EXERCISE DIRECTIONS => The answer must consist of every line below that holds the word "AsyncRead".

—————

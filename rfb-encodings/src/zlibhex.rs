//! ZlibHex encoding decoder - Hextile tiles optionally wrapped in zlib.
//!
//! ZlibHex (type 8) divides the rectangle into 16x16 tiles exactly like Hextile, but
//! prefixes each tile with a 1-byte mode selector instead of sending the Hextile tile
//! straight on the wire:
//!
//! ```text
//! +------------+
//! | mode       |  1 byte: 0 = raw Hextile tile follows uncompressed
//! +------------+      1 = Hextile tile follows, zlib-compressed on stream 0
//!                     2 = Hextile tile follows, zlib-compressed on stream 1
//! | [u16 len]  |  present only when mode != 0: length of the compressed tile
//! +------------+
//! | tile data  |  a single Hextile tile (tile-type byte + body), either taken
//! +------------+  verbatim from the wire (mode 0) or produced by inflating
//!                 'len' bytes through the selected stream (mode 1/2)
//! ```
//!
//! The two zlib streams are independent and persist across tiles and rectangles for
//! the life of the connection, mirroring how Zlib and ZRLE keep their inflater alive
//! between calls. Using two streams lets a server interleave differently-compressible
//! tile content (e.g. raster content vs. text) without either stream's compression
//! ratio degrading from the other's data.
//!
//! Each decompressed tile is parsed with the same tile-body logic as plain Hextile,
//! including background/foreground persistence across tiles within one rectangle.

use crate::{Decoder, MutablePixelBuffer, PixelFormat, Rectangle, RfbInStream, ENCODING_ZLIBHEX};
use anyhow::{anyhow, bail, Context, Result};
use flate2::{Decompress, FlushDecompress};
use rfb_common::Rect;
use std::io::Cursor;
use std::sync::Mutex;
use tokio::io::AsyncRead;

const TILE_SIZE: u16 = 16;

const TILE_RAW: u8 = 0x01;
const TILE_BACKGROUND_SPECIFIED: u8 = 0x02;
const TILE_FOREGROUND_SPECIFIED: u8 = 0x04;
const TILE_ANY_SUBRECTS: u8 = 0x08;
const TILE_SUBRECTS_COLOURED: u8 = 0x10;

/// Decoder for ZlibHex (Hextile with optional per-tile zlib compression).
pub struct ZlibHexDecoder {
    streams: [Mutex<Decompress>; 2],
}

impl Default for ZlibHexDecoder {
    fn default() -> Self {
        Self::new()
    }
}

impl ZlibHexDecoder {
    /// Create a new decoder with two fresh zlib inflaters.
    pub fn new() -> Self {
        Self {
            streams: [
                Mutex::new(Decompress::new(true)),
                Mutex::new(Decompress::new(true)),
            ],
        }
    }

    /// Reset both zlib streams, as done when a fresh connection begins.
    pub fn reset(&self) {
        for stream in &self.streams {
            stream.lock().unwrap().reset(true);
        }
    }

    fn inflate(&self, stream_index: usize, compressed: &[u8]) -> Result<Vec<u8>> {
        let mut decompressed = Vec::new();
        let mut inflater = self.streams[stream_index].lock().unwrap();

        let mut in_pos = 0;
        let mut out_buf = vec![0u8; 16 * 1024];

        loop {
            let before_in = inflater.total_in();
            let before_out = inflater.total_out();

            let status = inflater
                .decompress(&compressed[in_pos..], &mut out_buf, FlushDecompress::Sync)
                .context("ZlibHex: zlib decompression failed")?;

            let consumed = (inflater.total_in() - before_in) as usize;
            let produced = (inflater.total_out() - before_out) as usize;
            in_pos += consumed;
            decompressed.extend_from_slice(&out_buf[..produced]);

            if in_pos >= compressed.len() {
                break;
            }
            match status {
                flate2::Status::Ok | flate2::Status::BufError => continue,
                flate2::Status::StreamEnd => break,
            }
        }

        Ok(decompressed)
    }
}

impl Decoder for ZlibHexDecoder {
    fn encoding_type(&self) -> i32 {
        ENCODING_ZLIBHEX
    }

    async fn decode<R: AsyncRead + Unpin>(
        &self,
        stream: &mut RfbInStream<R>,
        rect: &Rectangle,
        pixel_format: &PixelFormat,
        buffer: &mut dyn MutablePixelBuffer,
    ) -> Result<()> {
        if rect.width == 0 || rect.height == 0 {
            return Ok(());
        }

        let bytes_per_pixel = pixel_format.bits_per_pixel / 8;
        if bytes_per_pixel == 0 || bytes_per_pixel > 4 {
            return Err(anyhow!(
                "Invalid bytes_per_pixel: {} (must be 1-4)",
                bytes_per_pixel
            ));
        }

        let mut background: Option<Vec<u8>> = None;
        let mut foreground: Option<Vec<u8>> = None;

        let mut ty = 0u16;
        while ty < rect.height {
            let tile_h = std::cmp::min(TILE_SIZE, rect.height - ty);

            let mut tx = 0u16;
            while tx < rect.width {
                let tile_w = std::cmp::min(TILE_SIZE, rect.width - tx);

                let abs_x = rect
                    .x
                    .checked_add(tx)
                    .ok_or_else(|| anyhow!("ZlibHex tile absolute x overflows"))?;
                let abs_y = rect
                    .y
                    .checked_add(ty)
                    .ok_or_else(|| anyhow!("ZlibHex tile absolute y overflows"))?;

                let mode = stream
                    .read_u8()
                    .await
                    .context("Failed to read ZlibHex tile mode byte")?;

                match mode {
                    0 => {
                        decode_tile_body(
                            stream,
                            (abs_x, abs_y),
                            (tile_w, tile_h),
                            buffer,
                            bytes_per_pixel,
                            &mut background,
                            &mut foreground,
                        )
                        .await?;
                    }
                    1 | 2 => {
                        let stream_index = (mode - 1) as usize;
                        let len = stream
                            .read_u16()
                            .await
                            .context("Failed to read ZlibHex compressed tile length")?;
                        let mut compressed = vec![0u8; len as usize];
                        stream
                            .read_bytes(&mut compressed)
                            .await
                            .context("Failed to read ZlibHex compressed tile data")?;

                        let decompressed = self
                            .inflate(stream_index, &compressed)
                            .with_context(|| format!("ZlibHex: stream {stream_index} inflate failed"))?;
                        let mut tile_stream = RfbInStream::new(Cursor::new(decompressed));
                        decode_tile_body(
                            &mut tile_stream,
                            (abs_x, abs_y),
                            (tile_w, tile_h),
                            buffer,
                            bytes_per_pixel,
                            &mut background,
                            &mut foreground,
                        )
                        .await?;
                    }
                    other => bail!("ZlibHex: invalid tile mode byte {other}"),
                }

                tx += TILE_SIZE;
            }
            ty += TILE_SIZE;
        }

        Ok(())
    }
}

/// Decode one Hextile-format tile body (tile-type byte plus payload) from `stream`,
/// writing pixels for a tile located at `abs_pos` of size `tile_size`. `background`
/// and `foreground` carry state across tiles within one rectangle, exactly as in
/// plain Hextile decoding.
#[allow(clippy::too_many_arguments)]
async fn decode_tile_body<R: AsyncRead + Unpin>(
    stream: &mut RfbInStream<R>,
    abs_pos: (u16, u16),
    tile_size: (u16, u16),
    buffer: &mut dyn MutablePixelBuffer,
    bytes_per_pixel: u8,
    background: &mut Option<Vec<u8>>,
    foreground: &mut Option<Vec<u8>>,
) -> Result<()> {
    let (abs_x, abs_y) = abs_pos;
    let (tile_w, tile_h) = tile_size;

    let tile_type = stream
        .read_u8()
        .await
        .context("Failed to read ZlibHex tile-type byte")?;

    if (tile_type & TILE_RAW) != 0 {
        let row_bytes = (tile_w as usize)
            .checked_mul(bytes_per_pixel as usize)
            .ok_or_else(|| anyhow!("ZlibHex RAW tile row bytes overflow"))?;
        let total_bytes = row_bytes
            .checked_mul(tile_h as usize)
            .ok_or_else(|| anyhow!("ZlibHex RAW tile total bytes overflow"))?;
        let mut raw_data = vec![0u8; total_bytes];
        stream
            .read_bytes(&mut raw_data)
            .await
            .context("Failed to read ZlibHex RAW tile data")?;

        let tile_rect = Rect::new(abs_x as i32, abs_y as i32, tile_w as u32, tile_h as u32);
        buffer
            .image_rect(tile_rect, &raw_data, tile_w as usize)
            .context("Failed to write ZlibHex RAW tile data")?;
        return Ok(());
    }

    if (tile_type & TILE_BACKGROUND_SPECIFIED) != 0 {
        let mut bg = vec![0u8; bytes_per_pixel as usize];
        stream
            .read_bytes(&mut bg)
            .await
            .context("Failed to read ZlibHex tile background")?;
        *background = Some(bg);
    }

    let bg = background
        .as_ref()
        .ok_or_else(|| anyhow!("ZlibHex tile requires a background but none was specified"))?;
    let tile_rect = Rect::new(abs_x as i32, abs_y as i32, tile_w as u32, tile_h as u32);
    buffer
        .fill_rect(tile_rect, bg)
        .context("Failed to fill ZlibHex tile background")?;

    if (tile_type & TILE_FOREGROUND_SPECIFIED) != 0 {
        let mut fg = vec![0u8; bytes_per_pixel as usize];
        stream
            .read_bytes(&mut fg)
            .await
            .context("Failed to read ZlibHex tile foreground")?;
        *foreground = Some(fg);
    }

    if (tile_type & TILE_ANY_SUBRECTS) != 0 {
        let num_subrects = stream
            .read_u8()
            .await
            .context("Failed to read ZlibHex subrect count")?;
        let subrects_coloured = (tile_type & TILE_SUBRECTS_COLOURED) != 0;

        if num_subrects > 0 && !subrects_coloured && foreground.is_none() {
            bail!("ZlibHex tile has monochrome subrects but no foreground color");
        }

        for i in 0..num_subrects {
            let color = if subrects_coloured {
                let mut col = vec![0u8; bytes_per_pixel as usize];
                stream
                    .read_bytes(&mut col)
                    .await
                    .with_context(|| format!("Failed to read color for ZlibHex subrect {i}"))?;
                col
            } else {
                foreground.as_ref().unwrap().clone()
            };

            let xy = stream
                .read_u8()
                .await
                .with_context(|| format!("Failed to read XY for ZlibHex subrect {i}"))?;
            let x_off = (xy >> 4) & 0x0F;
            let y_off = xy & 0x0F;

            let wh = stream
                .read_u8()
                .await
                .with_context(|| format!("Failed to read WH for ZlibHex subrect {i}"))?;
            let w = ((wh >> 4) & 0x0F) + 1;
            let h = (wh & 0x0F) + 1;

            let right = x_off
                .checked_add(w)
                .ok_or_else(|| anyhow!("ZlibHex subrect {i} x+width overflows"))?;
            let bottom = y_off
                .checked_add(h)
                .ok_or_else(|| anyhow!("ZlibHex subrect {i} y+height overflows"))?;

            if right as u16 > tile_w {
                bail!("ZlibHex subrect {i} extends beyond tile width");
            }
            if bottom as u16 > tile_h {
                bail!("ZlibHex subrect {i} extends beyond tile height");
            }

            let sr_abs_x = abs_x
                .checked_add(x_off as u16)
                .ok_or_else(|| anyhow!("ZlibHex subrect absolute x overflows"))?;
            let sr_abs_y = abs_y
                .checked_add(y_off as u16)
                .ok_or_else(|| anyhow!("ZlibHex subrect absolute y overflows"))?;
            let subrect = Rect::new(sr_abs_x as i32, sr_abs_y as i32, w as u32, h as u32);
            buffer
                .fill_rect(subrect, &color)
                .with_context(|| format!("Failed to fill ZlibHex subrect {i}"))?;
        }
    }

    Ok(())
}

#[cfg(test)]
mod tests {
    use super::*;
    use flate2::write::ZlibEncoder;
    use flate2::Compression;
    use rfb_pixelbuffer::{ManagedPixelBuffer, PixelBuffer};
    use std::io::Write;

    fn test_pixel_format() -> PixelFormat {
        PixelFormat {
            bits_per_pixel: 32,
            depth: 24,
            big_endian: 0,
            true_color: 1,
            red_max: 255,
            green_max: 255,
            blue_max: 255,
            red_shift: 16,
            green_shift: 8,
            blue_shift: 0,
        }
    }

    fn get_pixel(buffer: &ManagedPixelBuffer, x: i32, y: i32) -> [u8; 4] {
        let rect = Rect::new(x, y, 1, 1);
        let mut stride = 0;
        let pixels = buffer.get_buffer(rect, &mut stride).unwrap();
        [pixels[0], pixels[1], pixels[2], pixels[3]]
    }

    #[tokio::test]
    async fn decodes_raw_mode_tile() {
        let pf = test_pixel_format();
        let mut data = vec![0u8]; // mode 0: raw tile follows uncompressed
        data.push(TILE_BACKGROUND_SPECIFIED);
        data.extend_from_slice(&[7, 7, 7, 0]);

        let mut stream = RfbInStream::new(Cursor::new(data));
        let rect = Rectangle {
            x: 0,
            y: 0,
            width: 16,
            height: 16,
            encoding: ENCODING_ZLIBHEX,
        };
        let mut buffer = ManagedPixelBuffer::new(16, 16, pf.clone());
        let decoder = ZlibHexDecoder::new();
        decoder
            .decode(&mut stream, &rect, &pf, &mut buffer)
            .await
            .unwrap();

        assert_eq!(get_pixel(&buffer, 0, 0), [7, 7, 7, 0]);
    }

    #[tokio::test]
    async fn decodes_compressed_tile_on_stream_zero() {
        let pf = test_pixel_format();

        let mut tile_body = vec![TILE_BACKGROUND_SPECIFIED];
        tile_body.extend_from_slice(&[42, 42, 42, 0]);

        let mut encoder = ZlibEncoder::new(Vec::new(), Compression::default());
        encoder.write_all(&tile_body).unwrap();
        let compressed = encoder.finish().unwrap();

        let mut data = vec![1u8]; // mode 1: zlib stream 0
        data.extend_from_slice(&(compressed.len() as u16).to_be_bytes());
        data.extend_from_slice(&compressed);

        let mut stream = RfbInStream::new(Cursor::new(data));
        let rect = Rectangle {
            x: 0,
            y: 0,
            width: 16,
            height: 16,
            encoding: ENCODING_ZLIBHEX,
        };
        let mut buffer = ManagedPixelBuffer::new(16, 16, pf.clone());
        let decoder = ZlibHexDecoder::new();
        decoder
            .decode(&mut stream, &rect, &pf, &mut buffer)
            .await
            .unwrap();

        assert_eq!(get_pixel(&buffer, 0, 0), [42, 42, 42, 0]);
    }
}
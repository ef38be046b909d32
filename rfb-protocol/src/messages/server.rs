//! Server-to-client RFB messages.
//!
//! This module defines all messages sent from the VNC server to the client.

use super::types::{PixelFormat, Rectangle};
use crate::io::{RfbInStream, RfbOutStream};
use tokio::io::{AsyncRead, AsyncWrite};

/// ServerInit message - initial server parameters.
///
/// Sent by the server after the ClientInit message. Provides framebuffer
/// dimensions, pixel format, and desktop name.
///
/// # Wire Format
///
/// - 2 bytes: framebuffer width
/// - 2 bytes: framebuffer height
/// - 16 bytes: PixelFormat
/// - 4 bytes: name length
/// - N bytes: name string (UTF-8)
#[derive(Debug, Clone, PartialEq, Eq)]
pub struct ServerInit {
    pub framebuffer_width: u16,
    pub framebuffer_height: u16,
    pub pixel_format: PixelFormat,
    pub name: String,
}

impl ServerInit {
    /// Read ServerInit from an RFB input stream.
    pub async fn read_from<R: AsyncRead + Unpin>(
        stream: &mut RfbInStream<R>,
    ) -> std::io::Result<Self> {
        let framebuffer_width = stream.read_u16().await?;
        let framebuffer_height = stream.read_u16().await?;
        let pixel_format = PixelFormat::read_from(stream).await?;
        let name_length = stream.read_u32().await? as usize;

        let mut name_bytes = vec![0u8; name_length];
        stream.read_bytes(&mut name_bytes).await?;
        let name = String::from_utf8(name_bytes).map_err(|e| {
            std::io::Error::new(
                std::io::ErrorKind::InvalidData,
                format!("invalid UTF-8: {}", e),
            )
        })?;

        Ok(Self {
            framebuffer_width,
            framebuffer_height,
            pixel_format,
            name,
        })
    }

    /// Write ServerInit to an RFB output stream.
    pub fn write_to<W: AsyncWrite + Unpin>(
        &self,
        stream: &mut RfbOutStream<W>,
    ) -> std::io::Result<()> {
        stream.write_u16(self.framebuffer_width);
        stream.write_u16(self.framebuffer_height);
        self.pixel_format.write_to(stream)?;
        stream.write_u32(self.name.len() as u32);
        stream.write_bytes(self.name.as_bytes());
        Ok(())
    }
}

/// FramebufferUpdate message - screen update with rectangle headers.
///
/// **Important**: This struct only contains rectangle headers. The encoding-specific
/// pixel data that follows each rectangle is **not** parsed here and must be handled
/// by encoding decoders in Phase 3.
///
/// # Wire Format
///
/// - 1 byte: message type (0)
/// - 1 byte: padding
/// - 2 bytes: number of rectangles
/// - For each rectangle: 12-byte Rectangle header (x, y, width, height, encoding)
///   - Encoding-specific pixel data follows (not parsed here)
#[derive(Debug, Clone, PartialEq, Eq)]
pub struct FramebufferUpdate {
    pub rectangles: Vec<Rectangle>,
}

impl FramebufferUpdate {
    /// Read FramebufferUpdate from an RFB input stream.
    ///
    /// **Note**: This only reads rectangle headers. Callers must separately
    /// handle encoding-specific pixel data for each rectangle based on its
    /// encoding type.
    pub async fn read_from<R: AsyncRead + Unpin>(
        stream: &mut RfbInStream<R>,
    ) -> std::io::Result<Self> {
        // Skip message type (already read by caller) and padding
        stream.skip(1).await?; // padding

        let num_rectangles = stream.read_u16().await? as usize;
        let mut rectangles = Vec::with_capacity(num_rectangles);

        for _ in 0..num_rectangles {
            rectangles.push(Rectangle::read_from(stream).await?);
        }

        Ok(Self { rectangles })
    }

    /// Write FramebufferUpdate to an RFB output stream.
    ///
    /// **Note**: This only writes the message header and rectangle headers.
    /// Encoding-specific pixel data must be written separately after calling
    /// this method.
    pub fn write_to<W: AsyncWrite + Unpin>(&self, stream: &mut RfbOutStream<W>) {
        stream.write_u8(0); // message type
        stream.write_u8(0); // padding
        stream.write_u16(self.rectangles.len() as u16);

        for rect in &self.rectangles {
            rect.write_to(stream);
        }
    }
}

/// Color map entry (RGB triplet).
#[derive(Debug, Clone, Copy, PartialEq, Eq)]
pub struct ColorMapEntry {
    pub red: u16,
    pub green: u16,
    pub blue: u16,
}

—————

RESPONSE AREA =>
use tokio::io::AsyncRead;
    async fn decode<R: AsyncRead + Unpin>(
async fn decode_tile_body<R: AsyncRead + Unpin>(
use tokio::io::{AsyncRead, AsyncWrite};
    pub async fn read_from<R: AsyncRead + Unpin>(
    pub async fn read_from<R: AsyncRead + Unpin>(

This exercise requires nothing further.